Any thoughts on which camp to visit first or is it pretty much irrelevant?
It depends on how gruesome you want the experience to be!
When I saw The Killing Fields in Cambodia, I saw the infamous Tuol Sleng prison where many of the murdered were tortured as well. The thing is, it would have made a lot more sense to do this chronologically with the prison first and the Killing Fields after but our guide did this (IMO) backwards. That made the whole narrative a little less effective and striking. Hence my question to Matthew.
If you want to begin at the beginning, Dachau was the first camp followed by Buchenwald and Sachenhausen, all in Germany.
The villa on the lakeside at Wansee where the conference was held that determined the ‘final solution’ and on the way back from there stop at platform 17 at Grunewald where Berlin deportations happened.
The operation Reinhard camps came first, Treblinka, Sobibor and Majdanek, only the last one has much left, it’s near Lublin. They were in full swing as the focus of Auschwitz moved towards mass killing. More is known about Auschwitz because it was bigger and had work camps, the others really were just killing machines and there are fewer accounts because almost no one survived.

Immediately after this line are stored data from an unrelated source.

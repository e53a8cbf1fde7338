//! Mathematic functions helpful for signal analysis

use crate::flt;
use crate::numbers::*;

/// Modified Bessel function of the first kind of order zero
#[allow(non_snake_case)]
pub fn bessel_I0<Flt: Float>(x: Flt) -> Flt {
    let base = x * x / flt!(4);
    let mut addend = flt!(1);
    let mut sum = flt!(1);
    for i in 1.. {
        addend *= base / flt!(i * i);
        let old = sum;
        sum += addend;
        if sum == old || !sum.is_finite() {
            break;
        }
    }
    sum
}

/// Return value (multiplied with unknown constant) of Kaiser window with given
/// `beta`
///
/// The argument `x` ranges from `-1.0` to `1.0`; outside that range the
/// window is zero.
pub fn kaiser_rel_with_beta<Flt: Float>(beta: Flt, x: Flt) -> Flt {
    let root = flt!(1) - x * x;
    if root <= Flt::zero() {
        return Flt::zero();
    }
    bessel_I0(beta * Flt::sqrt(root))
}

/// Median of `values` (mean of the two middle values for even lengths)
///
/// Returns `None` for an empty slice. NaN values are ordered last.
pub fn median(values: &[f32]) -> Option<f32> {
    if values.is_empty() {
        return None;
    }
    let mut sorted = values.to_vec();
    sorted.sort_by(|a, b| a.total_cmp(b));
    let n = sorted.len();
    if n % 2 == 1 {
        Some(sorted[n / 2])
    } else {
        Some((sorted[n / 2 - 1] + sorted[n / 2]) / 2.0)
    }
}

/// Smallest value, ignoring NaN (`None` for an empty slice)
pub fn minimum(values: &[f32]) -> Option<f32> {
    values.iter().copied().filter(|x| !x.is_nan()).reduce(f32::min)
}

/// Convert a power ratio to decibels, mapping values below `1e-30` to
/// `-300 dB`
pub fn power_to_db(power: f64) -> f64 {
    if power < 1e-30 {
        -300.0
    } else {
        10.0 * power.log10()
    }
}

#[cfg(test)]
mod tests {
    use super::*;
    use crate::tests::assert_approx;
    #[test]
    #[allow(non_snake_case)]
    fn test_bessel_I0() {
        assert_eq!(bessel_I0(0.0), 1.0);
        assert_eq!(bessel_I0(f64::INFINITY), f64::INFINITY);
        assert!(bessel_I0(f64::NAN).is_nan());
        assert_approx(bessel_I0(0.5), 1.06348337074132);
        assert_approx(bessel_I0(-0.5), 1.06348337074132);
        assert_approx(bessel_I0(1.23), 1.41552757215846);
        assert_approx(bessel_I0(15.8), 736184.938479417);
    }
    #[test]
    fn test_kaiser_edges() {
        assert_eq!(kaiser_rel_with_beta(5.0, 1.0), 0.0);
        assert_eq!(kaiser_rel_with_beta(5.0, -1.5), 0.0);
        assert_approx(kaiser_rel_with_beta(5.0, 0.0), bessel_I0(5.0));
    }
    #[test]
    fn test_median() {
        assert_eq!(median(&[]), None);
        assert_eq!(median(&[3.0, 1.0, 2.0]), Some(2.0));
        assert_eq!(median(&[4.0, 1.0, 2.0, 3.0]), Some(2.5));
    }
    #[test]
    fn test_power_to_db_floor() {
        assert_eq!(power_to_db(0.0), -300.0);
        assert_eq!(power_to_db(1e-31), -300.0);
        assert_approx(power_to_db(100.0), 20.0);
    }
}
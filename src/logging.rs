//! Logging setup

use tracing_subscriber::{fmt, prelude::*, EnvFilter};

/// Initialize logging with tracing
///
/// Reads the filter from the `RUST_LOG` environment variable and falls back
/// to `ssj_core=debug,warn`. Calling this more than once has no effect.
pub fn init_logging() {
    let filter =
        EnvFilter::try_from_default_env().unwrap_or_else(|_| EnvFilter::new("ssj_core=debug,warn"));
    if tracing_subscriber::registry()
        .with(fmt::layer())
        .with(filter)
        .try_init()
        .is_ok()
    {
        tracing::info!("ssj_core logging initialized");
    }
}
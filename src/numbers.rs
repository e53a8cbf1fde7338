//! Sample types and generic floats
//!
//! Streams store one of a fixed set of numeric kinds (see [`NumericKind`]).
//! The [`Sample`] trait is implemented by the corresponding Rust types and
//! is used as bound on [`SampleBuffer`] and the pipeline components.
//!
//! This module also provides a [`Float`] trait, which is implemented by
//! [`f32`] and [`f64`], for math that works at either precision.
//!
//! [`SampleBuffer`]: crate::buffer::SampleBuffer

use rustfft::FftNum;
use serde::{Deserialize, Serialize};

use std::fmt::Debug;
use std::marker::{Send, Sync};

pub use num::Complex;

/// Storage kind of the values in a sample stream
#[derive(Clone, Copy, PartialEq, Eq, Hash, Debug, Serialize, Deserialize)]
pub enum NumericKind {
    /// 8-bit signed integer
    Byte,
    /// 16-bit signed integer (e.g. PCM audio)
    Short,
    /// 32-bit signed integer
    Int,
    /// 64-bit signed integer
    Long,
    /// 32-bit float (e.g. normalized audio, sensor readings)
    Float,
    /// 64-bit float
    Double,
}

impl NumericKind {
    /// Storage width of one value in bytes
    pub fn width(self) -> usize {
        match self {
            NumericKind::Byte => 1,
            NumericKind::Short => 2,
            NumericKind::Int | NumericKind::Float => 4,
            NumericKind::Long | NumericKind::Double => 8,
        }
    }
    /// True for integer kinds
    pub fn is_integer(self) -> bool {
        !matches!(self, NumericKind::Float | NumericKind::Double)
    }
    /// Largest magnitude representable by an integer kind (`1.0` for floats)
    ///
    /// Used to map integer PCM values into the range `-1.0..=1.0`.
    pub fn full_scale(self) -> f64 {
        match self {
            NumericKind::Byte => -(i8::MIN as f64),
            NumericKind::Short => -(i16::MIN as f64),
            NumericKind::Int => -(i32::MIN as f64),
            NumericKind::Long => -(i64::MIN as f64),
            NumericKind::Float | NumericKind::Double => 1.0,
        }
    }
}

/// Value type that can be stored in a sample stream
pub trait Sample: Copy + Default + Debug + PartialEq + Send + Sync + 'static {
    /// Numeric kind of this type
    const KIND: NumericKind;
    /// Convert to `f64`
    fn to_f64(self) -> f64;
    /// Convert from `f64`, rounding and saturating for integer kinds
    fn from_f64(value: f64) -> Self;
    /// Convert to `f32`
    fn to_f32(self) -> f32 {
        self.to_f64() as f32
    }
}

macro_rules! impl_int_sample {
    ($t:ty, $kind:ident) => {
        impl Sample for $t {
            const KIND: NumericKind = NumericKind::$kind;
            fn to_f64(self) -> f64 {
                self as f64
            }
            fn from_f64(value: f64) -> Self {
                // `as` saturates and maps NaN to zero
                value.round() as $t
            }
        }
    };
}

impl_int_sample!(i8, Byte);
impl_int_sample!(i16, Short);
impl_int_sample!(i32, Int);
impl_int_sample!(i64, Long);

impl Sample for f32 {
    const KIND: NumericKind = NumericKind::Float;
    fn to_f64(self) -> f64 {
        self as f64
    }
    fn from_f64(value: f64) -> Self {
        value as f32
    }
    fn to_f32(self) -> f32 {
        self
    }
}

impl Sample for f64 {
    const KIND: NumericKind = NumericKind::Double;
    fn to_f64(self) -> f64 {
        self
    }
    fn from_f64(value: f64) -> Self {
        value
    }
}

/// Trait implemented for [`f32`] and [`f64`]
///
/// This trait is used as bound on functions which support single and double
/// precision calculations.
///
/// See [`flt!`] for an example on how to write functions working with generic
/// floats (i.e. `f32` or `f64`, depending on the caller's choice).
///
/// [`flt!`]: crate::flt
pub trait Float
where
    Self: 'static + Send + Sync,
    Self: num::traits::Float,
    Self: num::traits::FloatConst,
    Self: num::traits::NumAssignOps,
    Self: FftNum,
{
}
impl<T> Float for T
where
    T: 'static + Send + Sync,
    T: num::traits::Float,
    T: num::traits::FloatConst,
    T: num::traits::NumAssignOps,
    T: FftNum,
{
}

/// Macro to convert number into a generic [`Float`] type, which must be in
/// scope as "`Flt`"
///
/// # Example
///
/// ```
/// use ssj_core::{flt, numbers::Float};
///
/// fn generic_double<Flt: Float>(arg: Flt) -> Flt {
///     arg * flt!(2)
/// }
/// ```
#[macro_export]
macro_rules! flt {
    ($x:expr) => {
        Flt::from($x).expect("could not convert number into float")
    };
}
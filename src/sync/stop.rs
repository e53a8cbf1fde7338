//! Global stop signal for running pipeline components
//!
//! A [`StopHandle`] is created together with any number of [`StopToken`]s
//! through [`channel`]. Stopping the handle (or dropping it) wakes every task
//! waiting on [`StopToken::stopped`].

use tokio::sync::watch;

/// Sending side of the stop signal
#[derive(Debug)]
pub struct StopHandle(watch::Sender<bool>);

/// Receiving side of the stop signal
#[derive(Clone, Debug)]
pub struct StopToken(watch::Receiver<bool>);

/// Create a connected [`StopHandle`] and [`StopToken`]
pub fn channel() -> (StopHandle, StopToken) {
    let (tx, rx) = watch::channel(false);
    (StopHandle(tx), StopToken(rx))
}

impl StopHandle {
    /// Signal all tokens to stop
    pub fn stop(&self) {
        self.0.send_replace(true);
    }
    /// Obtain another token
    pub fn token(&self) -> StopToken {
        StopToken(self.0.subscribe())
    }
    /// Whether [`StopHandle::stop`] has been called
    pub fn is_stopped(&self) -> bool {
        *self.0.borrow()
    }
}

impl StopToken {
    /// Whether stopping has been requested (or the handle was dropped)
    pub fn is_stopped(&self) -> bool {
        *self.0.borrow() || self.0.has_changed().is_err()
    }
    /// Wait until stopping is requested
    pub async fn stopped(&self) {
        let mut rx = self.0.clone();
        loop {
            if *rx.borrow_and_update() {
                return;
            }
            if rx.changed().await.is_err() {
                return;
            }
        }
    }
}

#[cfg(test)]
mod tests {
    use super::*;
    use std::time::Duration;
    #[tokio::test]
    async fn test_stop_wakes_waiters() {
        let (handle, token) = channel();
        let other = handle.token();
        assert!(!token.is_stopped());
        let waiter = tokio::spawn(async move { other.stopped().await });
        tokio::time::sleep(Duration::from_millis(10)).await;
        handle.stop();
        tokio::time::timeout(Duration::from_secs(1), waiter)
            .await
            .unwrap()
            .unwrap();
        assert!(token.is_stopped());
    }
    #[tokio::test]
    async fn test_drop_counts_as_stop() {
        let (handle, token) = channel();
        drop(handle);
        assert!(token.is_stopped());
        token.stopped().await;
    }
}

For Auschwitz itself, I agree with Matthew, Auschwitz first and Birkenau afterwards. No amount of preparation will prepare you for what you will see.

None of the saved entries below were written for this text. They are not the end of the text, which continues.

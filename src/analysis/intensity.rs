//! Short-term intensity of audio signals
//!
//! Intensity is computed at analysis instants spaced `time_step` seconds
//! apart. At each instant the signal is weighted with a Kaiser window
//! (`beta = 2π² + 0.5`) of `6.4 / minimum_pitch` seconds, optionally after
//! subtracting the local mean, and the weighted mean square (averaged over
//! all channels) is expressed in dB relative to the squared auditory
//! threshold of `2e-5 Pa`.
//!
//! The analysis instants are centred on the window: a window of duration `D`
//! yields `floor((D - 6.4 / minimum_pitch) / time_step) + 1` values.

use crate::config::Options;
use crate::error::{config_error, Result};
use crate::math::power_to_db;
use crate::numbers::*;
use crate::pipeline::{Component, Transformer};
use crate::samples::{Frame, StreamInfo};
use crate::windowing::{Kaiser, Window};

use serde::{Deserialize, Serialize};
use tracing::{debug, warn};

/// Squared reference pressure (`(2e-5 Pa)²`)
pub const REFERENCE_POWER: f64 = 4e-10;

/// Options of the intensity analysis
#[derive(Clone, PartialEq, Debug, Serialize, Deserialize)]
#[serde(default, deny_unknown_fields, rename_all = "camelCase")]
pub struct IntensityConfig {
    /// Lowest pitch (Hz) the window must cover
    pub minimum_pitch: f64,
    /// Seconds between analysis instants (`0` selects `0.8 / minimum_pitch`)
    pub time_step: f64,
    /// Subtract the local mean before squaring
    pub subtract_mean_pressure: bool,
}

impl Default for IntensityConfig {
    fn default() -> Self {
        Self {
            minimum_pitch: 50.0,
            time_step: 0.0,
            subtract_mean_pressure: true,
        }
    }
}

impl IntensityConfig {
    /// Duration of the analysis window in seconds
    pub fn window_duration(&self) -> f64 {
        6.4 / self.minimum_pitch
    }
    /// Effective time step in seconds
    pub fn effective_time_step(&self) -> f64 {
        if self.time_step > 0.0 {
            self.time_step
        } else {
            0.8 / self.minimum_pitch
        }
    }
}

impl Options for IntensityConfig {
    fn validate(&self) -> Result<()> {
        if !(self.minimum_pitch.is_finite() && self.minimum_pitch > 0.0) {
            return Err(config_error(format!(
                "minimumPitch must be positive, got {}",
                self.minimum_pitch
            )));
        }
        if !(self.time_step.is_finite() && self.time_step >= 0.0) {
            return Err(config_error(format!(
                "timeStep must not be negative, got {}",
                self.time_step
            )));
        }
        Ok(())
    }
}

/// Intensity analysis for one sample rate
#[derive(Clone, Debug)]
pub struct IntensityAnalyzer {
    config: IntensityConfig,
    sample_rate: f64,
    half_samples: usize,
    window: Vec<f64>,
}

impl IntensityAnalyzer {
    /// Precompute the window for signals sampled at `sample_rate`
    pub fn new(sample_rate: f64, config: IntensityConfig) -> Result<Self> {
        config.validate()?;
        if !(sample_rate.is_finite() && sample_rate > 0.0) {
            return Err(config_error(format!(
                "sample rate must be positive, got {sample_rate}"
            )));
        }
        let dx = 1.0 / sample_rate;
        let half_duration = config.window_duration() / 2.0;
        let half_samples = (half_duration / dx).floor() as usize;
        let window = Kaiser::intensity().sample_symmetric(half_samples, dx, half_duration);
        debug!(
            "intensity window: {} samples at {} Hz, step {} s",
            window.len(),
            sample_rate,
            config.effective_time_step()
        );
        Ok(Self {
            config,
            sample_rate,
            half_samples,
            window,
        })
    }
    /// Sample rate the window was computed for
    pub fn sample_rate(&self) -> f64 {
        self.sample_rate
    }
    /// Options in use
    pub fn config(&self) -> &IntensityConfig {
        &self.config
    }
    /// Number of intensity values for a signal of `num_samples` samples
    ///
    /// Fails with [`Error::Config`] if the signal is shorter than the
    /// analysis window.
    ///
    /// [`Error::Config`]: crate::Error::Config
    pub fn frames(&self, num_samples: usize) -> Result<usize> {
        let duration = num_samples as f64 / self.sample_rate;
        let window_duration = self.config.window_duration();
        if duration < window_duration {
            return Err(config_error(format!(
                "signal of {duration} s is shorter than the intensity window of \
                 {window_duration} s (minimum pitch {} Hz)",
                self.config.minimum_pitch
            )));
        }
        let step = self.config.effective_time_step();
        Ok(((duration - window_duration) / step).floor() as usize + 1)
    }
    /// Intensity in dB of an interleaved signal with `dimension` channels
    pub fn analyze(&self, samples: &[f64], dimension: usize) -> Result<Vec<f32>> {
        let mut output = Vec::new();
        self.analyze_into(samples, dimension, &mut output)?;
        Ok(output)
    }
    /// Same as [`analyze`] but reuses the given vector
    ///
    /// [`analyze`]: Self::analyze
    pub fn analyze_into(
        &self,
        samples: &[f64],
        dimension: usize,
        output: &mut Vec<f32>,
    ) -> Result<()> {
        output.clear();
        if dimension == 0 {
            return Err(config_error("signal dimension must be positive"));
        }
        let n = samples.len() / dimension;
        let frames = self.frames(n)?;
        let dx = 1.0 / self.sample_rate;
        let dt = self.config.effective_time_step();
        let first = 0.5 * ((n - 1) as f64 * dx - (frames - 1) as f64 * dt);
        let half = self.half_samples as isize;
        let last = n as isize - 1;
        output.reserve(frames);
        for frame in 0..frames {
            let t = first + frame as f64 * dt;
            let mid = (t / dx).round() as isize;
            let left = (mid - half).max(0);
            let right = (mid + half).min(last);
            let mut sumxw = 0.0;
            let mut sumw = 0.0;
            for channel in 0..dimension {
                let value = |j: isize| samples[j as usize * dimension + channel];
                let mean = if self.config.subtract_mean_pressure {
                    (left..=right).map(&value).sum::<f64>() / (right - left + 1) as f64
                } else {
                    0.0
                };
                for j in left..=right {
                    let w = self.window[(j - mid + half) as usize];
                    let x = value(j) - mean;
                    sumxw += x * x * w;
                    sumw += w;
                }
            }
            let power = if sumw > 0.0 { sumxw / sumw } else { 0.0 };
            output.push(power_to_db(power / REFERENCE_POWER) as f32);
        }
        Ok(())
    }
}

/// Component computing the intensity contour of audio frames
///
/// Integer input is scaled to `[-1, 1]` by its full range; float input is
/// used as is (i.e. in Pascal).
#[derive(Clone, Debug)]
pub struct Intensity {
    config: IntensityConfig,
    analyzer: Option<IntensityAnalyzer>,
    scratch: Vec<f64>,
}

impl Intensity {
    /// Create component with given options
    pub fn new(config: IntensityConfig) -> Result<Self> {
        config.validate()?;
        Ok(Self {
            config,
            analyzer: None,
            scratch: Vec::new(),
        })
    }
}

impl Component for Intensity {
    fn name(&self) -> &str {
        "Intensity"
    }
    fn enter(&mut self, inputs: &[StreamInfo]) -> Result<()> {
        let [input] = inputs else {
            return Err(config_error("Intensity expects exactly one input stream"));
        };
        self.analyzer = Some(IntensityAnalyzer::new(
            input.sample_rate,
            self.config.clone(),
        )?);
        Ok(())
    }
    fn flush(&mut self) -> Result<()> {
        self.scratch = Vec::new();
        Ok(())
    }
}

impl<T: Sample> Transformer<T, f32> for Intensity {
    fn output_dimension(&self, _: &[StreamInfo]) -> usize {
        1
    }
    fn output_samples(&self, input_samples: &[usize]) -> usize {
        match (&self.analyzer, input_samples) {
            (Some(analyzer), [n]) => analyzer.frames(*n).unwrap_or(0),
            _ => 0,
        }
    }
    fn output_labels(&self, _: &[StreamInfo]) -> Vec<String> {
        vec!["Intensity".to_string()]
    }
    fn transform(&mut self, frames: &[Frame<T>], output: &mut Vec<f32>) -> Result<()> {
        let frame = &frames[0];
        let stale = !matches!(
            &self.analyzer,
            Some(analyzer) if analyzer.sample_rate() == frame.sample_rate()
        );
        if stale {
            warn!("Intensity: recomputing window for {} Hz", frame.sample_rate());
            self.analyzer = Some(IntensityAnalyzer::new(
                frame.sample_rate(),
                self.config.clone(),
            )?);
        }
        let Some(analyzer) = &self.analyzer else {
            return Err(config_error("Intensity not entered"));
        };
        let scale = T::KIND.full_scale();
        self.scratch.clear();
        self.scratch
            .extend(frame.values.iter().map(|x| x.to_f64() / scale));
        analyzer.analyze_into(&self.scratch, frame.dimension(), output)
    }
}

I liked the order in which I went. I don’t think it matters, but the exhibits in Auschwitz prepared me for Birkenau.
You can indeed walk between the two camps and it’s highly recommended to do so. Tens of thousands of people do it on Holocaust Remembrance Day as part of the March of the Living. In fact, on the way, there are preserved railway sidings where the trains would stop and SS officers would make selections of prisoners. Incredibly recommended vs. driving.
This is very helpful and I was not aware. Thanks for your comment.
I thank you for sharing your photos. I Appreciate your effort and would like to visit there myself one day. Found this on an app I use for news. How do I read more about your travels?
Hello Cindy, you can subscribe to my daily email digest by using the pop-up that should come up on the screen when you scroll down a blog story.
Matthew,
I visited Dachau back in 1984, and I can still recall the eerie and sad feeling that I felt. I can’t help but bring myself to tears when I think about all the suffering the Jewish people endured and suffered as a result of their race and religion. I read a lot of WWII Europe books; some are nonfiction, and some are fiction based on truth. I have learned so much.
I lived in Germany for three years back in the early to mid sixties with my husband who was in the military; one of my children was born in Frankfurt. At that time, it was almost twenty years since the war ended in 1945. When I think back, I was still very young to understand or know the reality of what actually occurred. It was when I visited Dachau with my second husband and the reading I’ve done, that it really impacted me.
Thank you for visiting the various camps, and keep on writing.. So many Jewish people across the many countries in Europe have suffered at the result of that madman’s reign of terror.